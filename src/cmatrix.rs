//! Dense complex matrices for small channel spaces.
//!
//! The channel count N is 1–3 in every worked scenario, so the matrix
//! algebra is written out directly: row-major storage in a flat `Vec`,
//! Gauss-Jordan inversion with partial pivoting, and an LU-style
//! determinant. Branch-cut fidelity of the surrounding amplitude code
//! matters far more than asymptotic speed here, which is why no dense
//! linear-algebra crate is pulled in.

use std::ops::{Index, IndexMut};

use num_complex::Complex64;
use num_traits::{One, Zero};

use crate::error::KmatError;

/// An N×N complex matrix, row-major in a flat buffer.
#[derive(Debug, Clone, PartialEq)]
pub struct CMatrix {
    dim: usize,
    data: Vec<Complex64>,
}

impl CMatrix {
    /// All-zero N×N matrix.
    pub fn zeros(dim: usize) -> Self {
        Self {
            dim,
            data: vec![Complex64::zero(); dim * dim],
        }
    }

    /// Identity matrix of size N.
    pub fn identity(dim: usize) -> Self {
        let mut mat = Self::zeros(dim);
        for i in 0..dim {
            mat[(i, i)] = Complex64::one();
        }
        mat
    }

    /// Matrix size N.
    pub fn dim(&self) -> usize {
        self.dim
    }

    /// Matrix product `self * other`. Both operands must be N×N.
    pub fn mul(&self, other: &CMatrix) -> CMatrix {
        assert_eq!(self.dim, other.dim, "matrix dimensions must agree");
        let n = self.dim;
        let mut out = CMatrix::zeros(n);
        for i in 0..n {
            for k in 0..n {
                let aik = self[(i, k)];
                if aik.is_zero() {
                    continue;
                }
                for j in 0..n {
                    out[(i, j)] += aik * other[(k, j)];
                }
            }
        }
        out
    }

    /// Matrix-vector product `self * v`.
    pub fn mul_vec(&self, v: &[Complex64]) -> Vec<Complex64> {
        assert_eq!(self.dim, v.len(), "vector length must match matrix size");
        let n = self.dim;
        let mut out = vec![Complex64::zero(); n];
        for i in 0..n {
            for j in 0..n {
                out[i] += self[(i, j)] * v[j];
            }
        }
        out
    }

    /// Determinant via Gaussian elimination with partial pivoting.
    ///
    /// Row swaps flip the sign; the result is the product of the pivots.
    pub fn determinant(&self) -> Complex64 {
        let n = self.dim;
        let mut a = self.data.clone();
        let mut det = Complex64::one();
        for col in 0..n {
            let pivot_row = Self::select_pivot(&a, n, col);
            let pivot = a[pivot_row * n + col];
            if pivot.norm() == 0.0 {
                return Complex64::zero();
            }
            if pivot_row != col {
                for j in 0..n {
                    a.swap(col * n + j, pivot_row * n + j);
                }
                det = -det;
            }
            det *= pivot;
            for row in (col + 1)..n {
                let factor = a[row * n + col] / pivot;
                for j in col..n {
                    let sub = a[col * n + j] * factor;
                    a[row * n + j] -= sub;
                }
            }
        }
        det
    }

    /// Inverse via Gauss-Jordan elimination with partial pivoting.
    ///
    /// An exactly singular matrix (zero pivot column) reports
    /// [`KmatError::SingularDenominator`]; near-singular matrices are not
    /// clamped and simply produce entries of large magnitude.
    pub fn inverse(&self) -> Result<CMatrix, KmatError> {
        let n = self.dim;
        let mut a = self.data.clone();
        let mut inv = CMatrix::identity(n);
        for col in 0..n {
            let pivot_row = Self::select_pivot(&a, n, col);
            if a[pivot_row * n + col].norm() == 0.0 {
                return Err(KmatError::SingularDenominator);
            }
            if pivot_row != col {
                for j in 0..n {
                    a.swap(col * n + j, pivot_row * n + j);
                    inv.data.swap(col * n + j, pivot_row * n + j);
                }
            }
            let pivot = a[col * n + col];
            for j in 0..n {
                a[col * n + j] /= pivot;
                inv.data[col * n + j] /= pivot;
            }
            for row in 0..n {
                if row == col {
                    continue;
                }
                let factor = a[row * n + col];
                if factor.is_zero() {
                    continue;
                }
                for j in 0..n {
                    let sub_a = a[col * n + j] * factor;
                    a[row * n + j] -= sub_a;
                    let sub_inv = inv.data[col * n + j] * factor;
                    inv.data[row * n + j] -= sub_inv;
                }
            }
        }
        Ok(inv)
    }

    /// Row index at or below `col` holding the largest pivot magnitude.
    fn select_pivot(a: &[Complex64], n: usize, col: usize) -> usize {
        let mut pivot_row = col;
        let mut pivot_norm = a[col * n + col].norm();
        for row in (col + 1)..n {
            let norm = a[row * n + col].norm();
            if norm > pivot_norm {
                pivot_row = row;
                pivot_norm = norm;
            }
        }
        pivot_row
    }
}

impl Index<(usize, usize)> for CMatrix {
    type Output = Complex64;

    fn index(&self, (i, j): (usize, usize)) -> &Complex64 {
        &self.data[i * self.dim + j]
    }
}

impl IndexMut<(usize, usize)> for CMatrix {
    fn index_mut(&mut self, (i, j): (usize, usize)) -> &mut Complex64 {
        &mut self.data[i * self.dim + j]
    }
}

#[cfg(test)]
mod tests {
    use super::*;

    fn c(re: f64, im: f64) -> Complex64 {
        Complex64::new(re, im)
    }

    fn assert_close(a: Complex64, b: Complex64, tol: f64) {
        assert!(
            (a - b).norm() < tol,
            "expected {} ≈ {} (tol {})",
            a,
            b,
            tol
        );
    }

    #[test]
    fn identity_is_its_own_inverse() {
        let id = CMatrix::identity(3);
        let inv = id.inverse().unwrap();
        assert_eq!(inv, id);
    }

    #[test]
    fn inverse_times_matrix_is_identity() {
        let mut m = CMatrix::zeros(3);
        m[(0, 0)] = c(1.0, 0.5);
        m[(0, 1)] = c(-0.3, 1.1);
        m[(0, 2)] = c(0.2, 0.0);
        m[(1, 0)] = c(0.0, -0.7);
        m[(1, 1)] = c(2.0, 0.1);
        m[(1, 2)] = c(0.4, 0.4);
        m[(2, 0)] = c(1.5, 0.0);
        m[(2, 1)] = c(0.6, -0.2);
        m[(2, 2)] = c(-1.0, 0.9);

        let prod = m.inverse().unwrap().mul(&m);
        let id = CMatrix::identity(3);
        for i in 0..3 {
            for j in 0..3 {
                assert_close(prod[(i, j)], id[(i, j)], 1e-12);
            }
        }
    }

    #[test]
    fn two_by_two_determinant_matches_cofactor_formula() {
        let mut m = CMatrix::zeros(2);
        m[(0, 0)] = c(1.0, 2.0);
        m[(0, 1)] = c(0.0, -1.0);
        m[(1, 0)] = c(3.0, 0.0);
        m[(1, 1)] = c(-2.0, 0.5);

        let expected = m[(0, 0)] * m[(1, 1)] - m[(0, 1)] * m[(1, 0)];
        assert_close(m.determinant(), expected, 1e-12);
    }

    #[test]
    fn singular_matrix_is_reported() {
        // Second row is a multiple of the first.
        let mut m = CMatrix::zeros(2);
        m[(0, 0)] = c(1.0, 1.0);
        m[(0, 1)] = c(2.0, 0.0);
        m[(1, 0)] = c(2.0, 2.0);
        m[(1, 1)] = c(4.0, 0.0);

        assert_eq!(m.inverse(), Err(KmatError::SingularDenominator));
        assert_close(m.determinant(), Complex64::zero(), 1e-12);
    }

    #[test]
    fn pivoting_handles_zero_leading_entry() {
        let mut m = CMatrix::zeros(2);
        m[(0, 0)] = c(0.0, 0.0);
        m[(0, 1)] = c(1.0, 0.0);
        m[(1, 0)] = c(1.0, 0.0);
        m[(1, 1)] = c(0.0, 0.0);

        let inv = m.inverse().unwrap();
        // The inverse of a swap is the swap itself.
        assert_close(inv[(0, 1)], c(1.0, 0.0), 1e-12);
        assert_close(inv[(1, 0)], c(1.0, 0.0), 1e-12);
        assert_close(m.determinant(), c(-1.0, 0.0), 1e-12);
    }

    #[test]
    fn one_by_one_inverse_is_reciprocal() {
        let mut m = CMatrix::zeros(1);
        m[(0, 0)] = c(0.0, 2.0);
        let inv = m.inverse().unwrap();
        assert_close(inv[(0, 0)], c(0.0, -0.5), 1e-12);
    }

    #[test]
    fn mul_vec_matches_manual_expansion() {
        let mut m = CMatrix::zeros(2);
        m[(0, 0)] = c(1.0, 0.0);
        m[(0, 1)] = c(0.0, 1.0);
        m[(1, 0)] = c(2.0, 0.0);
        m[(1, 1)] = c(0.0, -1.0);
        let v = vec![c(1.0, 1.0), c(2.0, 0.0)];

        let out = m.mul_vec(&v);
        assert_close(out[0], c(1.0, 1.0) + c(0.0, 2.0), 1e-12);
        assert_close(out[1], c(2.0, 2.0) + c(0.0, -2.0), 1e-12);
    }
}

^^^^

**TRY IT**
For every line above that has "magnitude" in it, copy the line.

**RESULT**
    /// clamped and simply produce entries of large magnitude.
    /// Row index at or below `col` holding the largest pivot magnitude.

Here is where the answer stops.